Tuesday, August 8, 2017

Summer Film Club Series: August

Thank to you everyone who has attended the previous films in our Summer Series, you guys are the best!

Our films for the month of August are: Gravity and The Martian


Thursday, August 17th at 6:15 pm


Gravity (click for trailer)

Gravity is a 2013 British-American epic science fiction adventure film directed, produced, co-written and co-edited by Alfonso Cuaron.  It stars Sandra Bullock and George Clooney as astronauts who are stranded in space after the mid-orbit destruction of their space shuttle, and their subsequent attempt to return to Earth.  Cuaron wrote the screenplay with his son Jonas.  At the 86th Academy Awards, Gravity received ten Academy Awards nominations and won seven, including, Best Director (for Cuaron), Best Cinematography (for Lubezki), Best Visual Effects, Best Film Editing, Best Sound Mixing, Best Sound Editing, and Best Original Score (for Price).
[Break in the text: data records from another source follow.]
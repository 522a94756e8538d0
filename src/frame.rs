use std::sync::atomic::{AtomicBool, Ordering};
use std::sync::Arc;

use log::{debug, info};

use crate::camera::{model_matrix, LightRig, OrbitCamera};
use crate::config::RendererConfig;
use crate::error::{RendererError, Result};
use crate::settings::SettingsQueue;
use crate::uniforms::{HostUniforms, RotationSettings, UniformSink, UniformSlot, UniformState};

/// Cooperative cancellation flag shared with the host.
///
/// Checked after asynchronous setup and before every frame.
#[derive(Debug, Clone)]
pub struct SessionToken {
    active: Arc<AtomicBool>,
}

impl Default for SessionToken {
    fn default() -> Self {
        Self::new()
    }
}

impl SessionToken {
    pub fn new() -> Self {
        Self {
            active: Arc::new(AtomicBool::new(true)),
        }
    }

    pub fn is_active(&self) -> bool {
        self.active.load(Ordering::Acquire)
    }

    pub fn cancel(&self) {
        self.active.store(false, Ordering::Release);
    }
}

/// Wall-clock source in milliseconds.
pub trait Clock {
    fn now_ms(&self) -> f64;
}

impl<F> Clock for F
where
    F: Fn() -> f64,
{
    fn now_ms(&self) -> f64 {
        self()
    }
}

/// Milliseconds since the Unix epoch.
#[derive(Debug, Clone, Copy, Default)]
pub struct SystemClock;

impl Clock for SystemClock {
    #[cfg(not(target_arch = "wasm32"))]
    fn now_ms(&self) -> f64 {
        std::time::SystemTime::now()
            .duration_since(std::time::UNIX_EPOCH)
            .map(|elapsed| elapsed.as_secs_f64() * 1000.0)
            .unwrap_or(0.0)
    }

    #[cfg(target_arch = "wasm32")]
    fn now_ms(&self) -> f64 {
        js_sys::Date::now()
    }
}

#[derive(Debug, Clone, Copy, PartialEq, Eq, Hash)]
pub enum PassKind {
    Shadow,
    Color,
}

/// Indexed draw covering the whole mesh.
#[derive(Debug, Clone, Copy, PartialEq, Eq)]
pub struct DrawRange {
    pub index_count: u32,
}

/// Records the passes of one frame and hands them to the queue as one batch.
pub trait PassRecorder {
    /// Prepares a frame. `Ok(false)` skips this frame without error.
    fn begin_frame(&mut self) -> Result<bool>;
    /// Records one complete pass: begin, bind, draw, end.
    fn record_pass(&mut self, pass: PassKind, draw: DrawRange) -> Result<()>;
    /// Submits everything recorded since [`PassRecorder::begin_frame`].
    fn submit(&mut self) -> Result<()>;
}

/// Everything the scheduler drives: uniform uploads plus pass recording.
pub trait FrameBackend: PassRecorder + UniformSink {}

impl<T: PassRecorder + UniformSink> FrameBackend for T {}

#[derive(Debug, Clone, Copy, PartialEq, Eq)]
pub enum SchedulerState {
    Idle,
    Running,
    Stopped,
}

#[derive(Debug, Clone, Copy, PartialEq, Eq)]
pub enum FrameOutcome {
    /// Both passes were submitted; the host should request the next frame.
    Rendered,
    /// The backend skipped this frame; the host should still request the next one.
    Skipped,
    /// The scheduler is not running; the host must not request another frame.
    Stopped,
}

impl FrameOutcome {
    pub fn wants_next_frame(self) -> bool {
        !matches!(self, Self::Stopped)
    }
}

/// Animation loop for the two-pass shadow renderer.
///
/// Each frame writes the orbiting camera, records the shadow pass and the
/// colour pass, and submits them as a single batch.
pub struct FrameScheduler<B> {
    backend: B,
    uniforms: UniformState,
    camera: OrbitCamera,
    settings: SettingsQueue,
    session: SessionToken,
    draw: DrawRange,
    state: SchedulerState,
    frames: u64,
}

impl<B: FrameBackend> FrameScheduler<B> {
    /// Writes the fixed light and model uniforms and the initial rotation.
    pub fn new(
        mut backend: B,
        config: &RendererConfig,
        aspect: f32,
        draw: DrawRange,
        session: SessionToken,
        settings: SettingsQueue,
    ) -> Result<Self> {
        let mut uniforms = UniformState::new();
        let camera = OrbitCamera::new(config, aspect);
        let light = LightRig::new(config);

        uniforms.set_light(&mut backend, light.view_proj, light.position)?;
        uniforms.set_model(&mut backend, model_matrix(config))?;
        uniforms.set_rotation(&mut backend, RotationSettings::default());
        uniforms.set_camera(&mut backend, camera.view_proj_for_angle(0.0));

        Ok(Self {
            backend,
            uniforms,
            camera,
            settings,
            session,
            draw,
            state: SchedulerState::Idle,
            frames: 0,
        })
    }

    pub fn state(&self) -> SchedulerState {
        self.state
    }

    pub fn frames_rendered(&self) -> u64 {
        self.frames
    }

    pub fn uniforms(&self) -> &UniformState {
        &self.uniforms
    }

    pub fn session(&self) -> &SessionToken {
        &self.session
    }

    pub fn backend(&self) -> &B {
        &self.backend
    }

    pub fn backend_mut(&mut self) -> &mut B {
        &mut self.backend
    }

    /// Releases the backend and every GPU resource it owns.
    pub fn into_backend(self) -> B {
        self.backend
    }

    pub fn set_aspect(&mut self, aspect: f32) {
        self.camera.set_aspect(aspect);
    }

    /// Moves from idle to running if the session is still active.
    pub fn start(&mut self) -> bool {
        if self.state == SchedulerState::Idle {
            self.state = if self.session.is_active() {
                info!("frame loop running");
                SchedulerState::Running
            } else {
                SchedulerState::Stopped
            };
        }
        self.state == SchedulerState::Running
    }

    /// Renders one frame at wall-clock time `now_ms`.
    pub fn frame(&mut self, now_ms: f64) -> Result<FrameOutcome> {
        if self.state != SchedulerState::Running {
            return Ok(FrameOutcome::Stopped);
        }
        if !self.session.is_active() {
            info!("session ended after {} frames", self.frames);
            self.state = SchedulerState::Stopped;
            return Ok(FrameOutcome::Stopped);
        }

        let mut rotation = self.uniforms.rotation();
        if self.settings.apply_pending(&mut rotation) {
            self.uniforms.set_rotation(&mut self.backend, rotation);
        }

        let view_proj = self.camera.view_proj_at(now_ms);
        self.uniforms.set_camera(&mut self.backend, view_proj);

        if !self.backend.begin_frame()? {
            debug!("frame skipped by backend");
            return Ok(FrameOutcome::Skipped);
        }
        self.backend.record_pass(PassKind::Shadow, self.draw)?;
        self.backend.record_pass(PassKind::Color, self.draw)?;
        self.backend.submit()?;
        self.frames += 1;
        Ok(FrameOutcome::Rendered)
    }

    /// Stops the loop; later frames return [`FrameOutcome::Stopped`].
    pub fn stop(&mut self) {
        self.session.cancel();
        self.state = SchedulerState::Stopped;
    }
}

#[derive(Debug, Clone, Copy, PartialEq, Eq)]
pub enum TraceEvent {
    BeginFrame,
    BeginPass(PassKind),
    DrawIndexed(PassKind, u32),
    EndPass(PassKind),
    Submit,
}

/// Headless backend that mirrors uniforms in memory and logs recorded commands.
#[derive(Debug, Default)]
pub struct FrameRecorder {
    uniforms: HostUniforms,
    events: Vec<TraceEvent>,
    frame_open: bool,
}

impl FrameRecorder {
    pub fn new() -> Self {
        Self::default()
    }

    pub fn uniforms(&self) -> &HostUniforms {
        &self.uniforms
    }

    pub fn uniform_bytes(&self, slot: UniformSlot) -> &[u8] {
        self.uniforms.bytes(slot)
    }

    pub fn events(&self) -> &[TraceEvent] {
        &self.events
    }

    pub fn take_events(&mut self) -> Vec<TraceEvent> {
        std::mem::take(&mut self.events)
    }
}

impl UniformSink for FrameRecorder {
    fn write_uniform(&mut self, slot: UniformSlot, offset: u64, bytes: &[u8]) {
        self.uniforms.write_uniform(slot, offset, bytes);
    }
}

impl PassRecorder for FrameRecorder {
    fn begin_frame(&mut self) -> Result<bool> {
        self.frame_open = true;
        self.events.push(TraceEvent::BeginFrame);
        Ok(true)
    }

    fn record_pass(&mut self, pass: PassKind, draw: DrawRange) -> Result<()> {
        if !self.frame_open {
            return Err(RendererError::FrameNotStarted);
        }
        self.events.push(TraceEvent::BeginPass(pass));
        self.events.push(TraceEvent::DrawIndexed(pass, draw.index_count));
        self.events.push(TraceEvent::EndPass(pass));
        Ok(())
    }

    fn submit(&mut self) -> Result<()> {
        if !std::mem::replace(&mut self.frame_open, false) {
            return Err(RendererError::FrameNotStarted);
        }
        self.events.push(TraceEvent::Submit);
        Ok(())
    }
}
Gravity received critical acclaim.  Critics praised the acting, direction, cinematrgraphy, visual effects, and use of 3D.  It currently holds a 96% fresh rating on Rotten Tomatoes and Matt Zoeller Seitz, writing for Rogerebert.com gave the film 4/4 stars, saying this in his review, "If Gravity were half as good as I think it is, I'd still consider it one of the great moviegoing experiences of my life, thanks to the precision and beauty of its filmmaking.  If anyone asks me what Gravity is about, I'll tell them it's a tense adventure about a space mission gone wrong, but once they've seen and absorbed the movie, they'll know the truth.  The root word of "gravity" is "grave."  That's an adjective meaning weighty or glum or substantial, but it's also a noun: the place where we'll all end up eventually.  The film is about that moment when you suffered misfortune that seemed unendurable and believe all hope was lost and that you might as well curl up and die, and then you didn't.  Why did you decide to keep going?  It's a mystery as great as any in physics or astronomy, and one we've all grappled with, and transcended."
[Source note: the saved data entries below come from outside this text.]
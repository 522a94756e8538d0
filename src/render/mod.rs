mod gpu;
mod pipeline;
mod shaders;

pub use gpu::Renderer;
pub use pipeline::{
    DepthBuffer, PipelineBuilder, Pipelines, ShadowMap, COLOR_DEPTH_FORMAT, SHADOW_DEPTH_FORMAT,
};
pub use shaders::{color_shader_source, shadow_shader_source, AMBIENT, SHADOW_BIAS};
Thursday, August 24th at 6:15 pm

The Martian (click for trailer)



The Martian is a 2015 American science fiction film directed by Ridley Scott, based on Andy Weir's 2011 novel The Martian.  Matt Damon stars as an astronaut who is mistakenly presumed dead and left behind on Mars.  The film depicts his struggle to survive and others' efforts to rescue him.  The film's ensemble cast also features Jessica Chastain, Kristen Wiig, Jeff Daniels, Michael Pena, Kate Mara, Sean Bean, Sebastian Stan, Donald Glover, Aksel Hennie and Chiwetel Ejiofor.  The film received critical acclaim and has grossed over $630 million worldwide, becoming Scott's highest grossing film to date.  It received seven Academy Award nominations, including Best Picture and Best Adapted Screenplay for Goddard.
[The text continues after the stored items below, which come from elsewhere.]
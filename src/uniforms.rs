use bytemuck::{bytes_of, Pod, Zeroable};
use glam::{Mat4, Vec3};
use log::debug;

use crate::error::{RendererError, Result};

/// Byte offset of the light view-projection inside the scene buffer.
pub const LIGHT_VIEW_PROJ_OFFSET: u64 = 0;
/// Byte offset of the camera view-projection inside the scene buffer.
pub const CAMERA_VIEW_PROJ_OFFSET: u64 = 64;
/// Byte offset of the light position inside the scene buffer.
pub const LIGHT_POSITION_OFFSET: u64 = 128;

pub const SCENE_UNIFORM_SIZE: u64 = std::mem::size_of::<SceneUniforms>() as u64;
pub const MODEL_UNIFORM_SIZE: u64 = std::mem::size_of::<ModelUniforms>() as u64;
pub const ROTATION_UNIFORM_SIZE: u64 = std::mem::size_of::<RotationUniform>() as u64;

/// Uniform buffer offsets must sit on 16-byte boundaries.
pub const UNIFORM_ALIGNMENT: u64 = 16;

const _: () = {
    assert!(SCENE_UNIFORM_SIZE == 144);
    assert!(LIGHT_VIEW_PROJ_OFFSET % UNIFORM_ALIGNMENT == 0);
    assert!(CAMERA_VIEW_PROJ_OFFSET % UNIFORM_ALIGNMENT == 0);
    assert!(LIGHT_POSITION_OFFSET % UNIFORM_ALIGNMENT == 0);
    assert!(ROTATION_UNIFORM_SIZE % UNIFORM_ALIGNMENT == 0);
};

/// Scene buffer contents: light matrix, camera matrix, padded light position.
#[repr(C)]
#[derive(Debug, Clone, Copy, PartialEq, Pod, Zeroable)]
pub struct SceneUniforms {
    pub light_view_proj: [[f32; 4]; 4],
    pub camera_view_proj: [[f32; 4]; 4],
    pub light_position: [f32; 4],
}

#[repr(C)]
#[derive(Debug, Clone, Copy, PartialEq, Pod, Zeroable)]
pub struct ModelUniforms {
    pub model: [[f32; 4]; 4],
}

/// `{degree, axis}` followed by padding up to 16 bytes.
#[repr(C)]
#[derive(Debug, Clone, Copy, PartialEq, Pod, Zeroable)]
pub struct RotationUniform {
    pub degree: f32,
    pub axis: f32,
    _padding: [f32; 2],
}

#[derive(Debug, Clone, Copy, PartialEq, Eq, Hash, Default)]
pub enum RotationAxis {
    #[default]
    X,
    Y,
    Z,
}

impl RotationAxis {
    pub const NAMES: [&'static str; 3] = ["x", "y", "z"];

    /// Encoding consumed by the colour shader: 0 = X, 1 = Y, 2 = Z.
    pub fn code(self) -> f32 {
        match self {
            Self::X => 0.0,
            Self::Y => 1.0,
            Self::Z => 2.0,
        }
    }

    pub fn name(self) -> &'static str {
        match self {
            Self::X => "x",
            Self::Y => "y",
            Self::Z => "z",
        }
    }

    pub fn from_name(name: &str) -> Option<Self> {
        match name {
            "x" | "X" => Some(Self::X),
            "y" | "Y" => Some(Self::Y),
            "z" | "Z" => Some(Self::Z),
            _ => None,
        }
    }
}

/// Interactive model rotation applied by the colour pass.
#[derive(Debug, Clone, Copy, PartialEq, Default)]
pub struct RotationSettings {
    pub degree: f32,
    pub axis: RotationAxis,
}

impl RotationSettings {
    pub const MAX_DEGREE: f32 = 180.0;

    /// Creates settings with `degree` clamped to `[0, 180]`.
    pub fn new(degree: f32, axis: RotationAxis) -> Self {
        Self {
            degree: degree.clamp(0.0, Self::MAX_DEGREE),
            axis,
        }
    }

    pub fn to_uniform(self) -> RotationUniform {
        RotationUniform {
            degree: self.degree,
            axis: self.axis.code(),
            _padding: [0.0; 2],
        }
    }

    /// World-space rotation matching the colour shader's transform.
    pub fn matrix(self) -> Mat4 {
        let angle = self.degree.to_radians();
        match self.axis {
            RotationAxis::X => Mat4::from_rotation_x(angle),
            RotationAxis::Y => Mat4::from_rotation_y(angle),
            RotationAxis::Z => Mat4::from_rotation_z(angle),
        }
    }
}

/// Uniform buffers written by [`UniformState`].
#[derive(Debug, Clone, Copy, PartialEq, Eq, Hash)]
pub enum UniformSlot {
    Scene,
    Model,
    Rotation,
}

impl UniformSlot {
    pub const ALL: [UniformSlot; 3] = [Self::Scene, Self::Model, Self::Rotation];

    pub fn size(self) -> u64 {
        match self {
            Self::Scene => SCENE_UNIFORM_SIZE,
            Self::Model => MODEL_UNIFORM_SIZE,
            Self::Rotation => ROTATION_UNIFORM_SIZE,
        }
    }
}

/// Destination for uniform bytes: GPU buffers or a host mirror.
pub trait UniformSink {
    fn write_uniform(&mut self, slot: UniformSlot, offset: u64, bytes: &[u8]);
}

/// CPU-side copy of the uniform data and the only writer of the uniform buffers.
///
/// Not thread-safe: settings changes must reach it on the frame loop's thread.
#[derive(Debug, Clone, PartialEq)]
pub struct UniformState {
    scene: SceneUniforms,
    model: ModelUniforms,
    rotation: RotationSettings,
    light_written: bool,
    model_written: bool,
}

impl Default for UniformState {
    fn default() -> Self {
        Self::new()
    }
}

impl UniformState {
    pub fn new() -> Self {
        let identity = Mat4::IDENTITY.to_cols_array_2d();
        Self {
            scene: SceneUniforms {
                light_view_proj: identity,
                camera_view_proj: identity,
                light_position: [0.0; 4],
            },
            model: ModelUniforms { model: identity },
            rotation: RotationSettings::default(),
            light_written: false,
            model_written: false,
        }
    }

    pub fn scene(&self) -> &SceneUniforms {
        &self.scene
    }

    pub fn model(&self) -> &ModelUniforms {
        &self.model
    }

    pub fn rotation(&self) -> RotationSettings {
        self.rotation
    }

    /// Writes the camera matrix; the rest of the scene buffer is untouched.
    pub fn set_camera<S: UniformSink + ?Sized>(&mut self, sink: &mut S, view_proj: Mat4) {
        self.scene.camera_view_proj = view_proj.to_cols_array_2d();
        sink.write_uniform(
            UniformSlot::Scene,
            CAMERA_VIEW_PROJ_OFFSET,
            bytes_of(&self.scene.camera_view_proj),
        );
    }

    /// Writes the light matrix and position. May only be called once.
    pub fn set_light<S: UniformSink + ?Sized>(
        &mut self,
        sink: &mut S,
        view_proj: Mat4,
        position: Vec3,
    ) -> Result<()> {
        if self.light_written {
            return Err(RendererError::UniformAlreadyWritten("light"));
        }
        self.scene.light_view_proj = view_proj.to_cols_array_2d();
        self.scene.light_position = position.extend(0.0).to_array();
        sink.write_uniform(
            UniformSlot::Scene,
            LIGHT_VIEW_PROJ_OFFSET,
            bytes_of(&self.scene.light_view_proj),
        );
        sink.write_uniform(
            UniformSlot::Scene,
            LIGHT_POSITION_OFFSET,
            bytes_of(&self.scene.light_position),
        );
        self.light_written = true;
        Ok(())
    }

    /// Writes the model matrix. May only be called once.
    pub fn set_model<S: UniformSink + ?Sized>(&mut self, sink: &mut S, matrix: Mat4) -> Result<()> {
        if self.model_written {
            return Err(RendererError::UniformAlreadyWritten("model"));
        }
        self.model.model = matrix.to_cols_array_2d();
        sink.write_uniform(UniformSlot::Model, 0, bytes_of(&self.model));
        self.model_written = true;
        Ok(())
    }

    pub fn set_rotation<S: UniformSink + ?Sized>(&mut self, sink: &mut S, settings: RotationSettings) {
        self.rotation = RotationSettings::new(settings.degree, settings.axis);
        debug!(
            "rotation set to {} degrees about {}",
            self.rotation.degree,
            self.rotation.axis.name()
        );
        sink.write_uniform(UniformSlot::Rotation, 0, bytes_of(&self.rotation.to_uniform()));
    }
}

/// Host memory standing in for the three uniform buffers.
#[derive(Debug, Clone, PartialEq)]
pub struct HostUniforms {
    scene: Vec<u8>,
    model: Vec<u8>,
    rotation: Vec<u8>,
    writes: Vec<(UniformSlot, u64, usize)>,
}

impl Default for HostUniforms {
    fn default() -> Self {
        Self {
            scene: vec![0; SCENE_UNIFORM_SIZE as usize],
            model: vec![0; MODEL_UNIFORM_SIZE as usize],
            rotation: vec![0; ROTATION_UNIFORM_SIZE as usize],
            writes: Vec::new(),
        }
    }
}

impl HostUniforms {
    pub fn bytes(&self, slot: UniformSlot) -> &[u8] {
        match slot {
            UniformSlot::Scene => &self.scene,
            UniformSlot::Model => &self.model,
            UniformSlot::Rotation => &self.rotation,
        }
    }

    /// Every write as `(slot, offset, length)`, oldest first.
    pub fn writes(&self) -> &[(UniformSlot, u64, usize)] {
        &self.writes
    }

    /// Reads back the `{degree, axis}` payload of the rotation buffer.
    pub fn rotation_payload(&self) -> [f32; 2] {
        let uniform: RotationUniform = bytemuck::pod_read_unaligned(&self.rotation);
        [uniform.degree, uniform.axis]
    }

    fn slot_mut(&mut self, slot: UniformSlot) -> &mut Vec<u8> {
        match slot {
            UniformSlot::Scene => &mut self.scene,
            UniformSlot::Model => &mut self.model,
            UniformSlot::Rotation => &mut self.rotation,
        }
    }
}

impl UniformSink for HostUniforms {
    fn write_uniform(&mut self, slot: UniformSlot, offset: u64, bytes: &[u8]) {
        let start = offset as usize;
        let buffer = self.slot_mut(slot);
        assert!(
            start + bytes.len() <= buffer.len(),
            "uniform write past end of {slot:?} buffer"
        );
        buffer[start..start + bytes.len()].copy_from_slice(bytes);
        self.writes.push((slot, offset, bytes.len()));
    }
}

#[cfg(test)]
mod tests {
    use super::*;

    fn matrix_at(bytes: &[u8], offset: usize) -> Mat4 {
        let cols: [f32; 16] = bytemuck::pod_read_unaligned(&bytes[offset..offset + 64]);
        Mat4::from_cols_array(&cols)
    }

    #[test]
    fn scene_layout_offsets() {
        let mut state = UniformState::new();
        let mut host = HostUniforms::default();
        let light = Mat4::from_translation(Vec3::new(1.0, 2.0, 3.0));
        let camera = Mat4::from_scale(Vec3::splat(4.0));
        state
            .set_light(&mut host, light, Vec3::new(50.0, 100.0, -100.0))
            .unwrap();
        state.set_camera(&mut host, camera);

        let scene = host.bytes(UniformSlot::Scene);
        assert_eq!(matrix_at(scene, 0), light);
        assert_eq!(matrix_at(scene, 64), camera);
        let position: [f32; 4] = bytemuck::pod_read_unaligned(&scene[128..144]);
        assert_eq!(position, [50.0, 100.0, -100.0, 0.0]);
        assert_eq!(bytes_of(state.scene()), scene);
    }

    #[test]
    fn light_and_model_are_write_once() {
        let mut state = UniformState::new();
        let mut host = HostUniforms::default();
        state.set_light(&mut host, Mat4::IDENTITY, Vec3::ONE).unwrap();
        state.set_model(&mut host, Mat4::IDENTITY).unwrap();
        assert!(matches!(
            state.set_light(&mut host, Mat4::IDENTITY, Vec3::ONE),
            Err(RendererError::UniformAlreadyWritten("light"))
        ));
        assert!(matches!(
            state.set_model(&mut host, Mat4::IDENTITY),
            Err(RendererError::UniformAlreadyWritten("model"))
        ));
    }

    #[test]
    fn camera_write_touches_only_its_range() {
        let mut state = UniformState::new();
        let mut host = HostUniforms::default();
        state.set_camera(&mut host, Mat4::IDENTITY);
        assert_eq!(host.writes(), &[(UniformSlot::Scene, 64, 64)]);
    }

    #[test]
    fn rotation_payload_encodes_axis() {
        let mut state = UniformState::new();
        let mut host = HostUniforms::default();
        state.set_rotation(&mut host, RotationSettings::new(90.0, RotationAxis::Y));
        assert_eq!(host.rotation_payload(), [90.0, 1.0]);
        state.set_rotation(&mut host, RotationSettings::new(400.0, RotationAxis::Z));
        assert_eq!(host.rotation_payload(), [180.0, 2.0]);
    }

    #[test]
    fn axis_names_round_trip() {
        for axis in [RotationAxis::X, RotationAxis::Y, RotationAxis::Z] {
            assert_eq!(RotationAxis::from_name(axis.name()), Some(axis));
        }
        assert_eq!(RotationAxis::from_name("w"), None);
    }
}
The film currently holds a 92% fresh rating on Rotten Tomatoes and Matt Zoeller Seitz, writing for Rogerebert.com, awarded the film 3 1/2/4 stars, saying this in his review, "It is predictable, but that doesn't hurt its effectiveness.  The most fascinating thing about the film is how it leans into predictability rather than make a show of fighting it.  in the process, comes up with a tone that I don't believe anyone has summoned in this genre, certainly not at this budget level.  Of all the stories you've seen about astronauts coping with the aftermath of disaster-including "Mission to Mars" and the visually superior and more aggressively melodramatic Gravity, which is more a self-help parable with religious overtones, The Martian is the most relaxed and funny, and maybe the warmest.  Strangely like Alien, Scott's breakthrough 1979 thriller, and maybe his follow up Blade Runner as well, The Martian makes the future look at once spectacular and mundane.  For all its splendors, the world that enfolds the characters is simply reality: the time and space in which they happen to be living."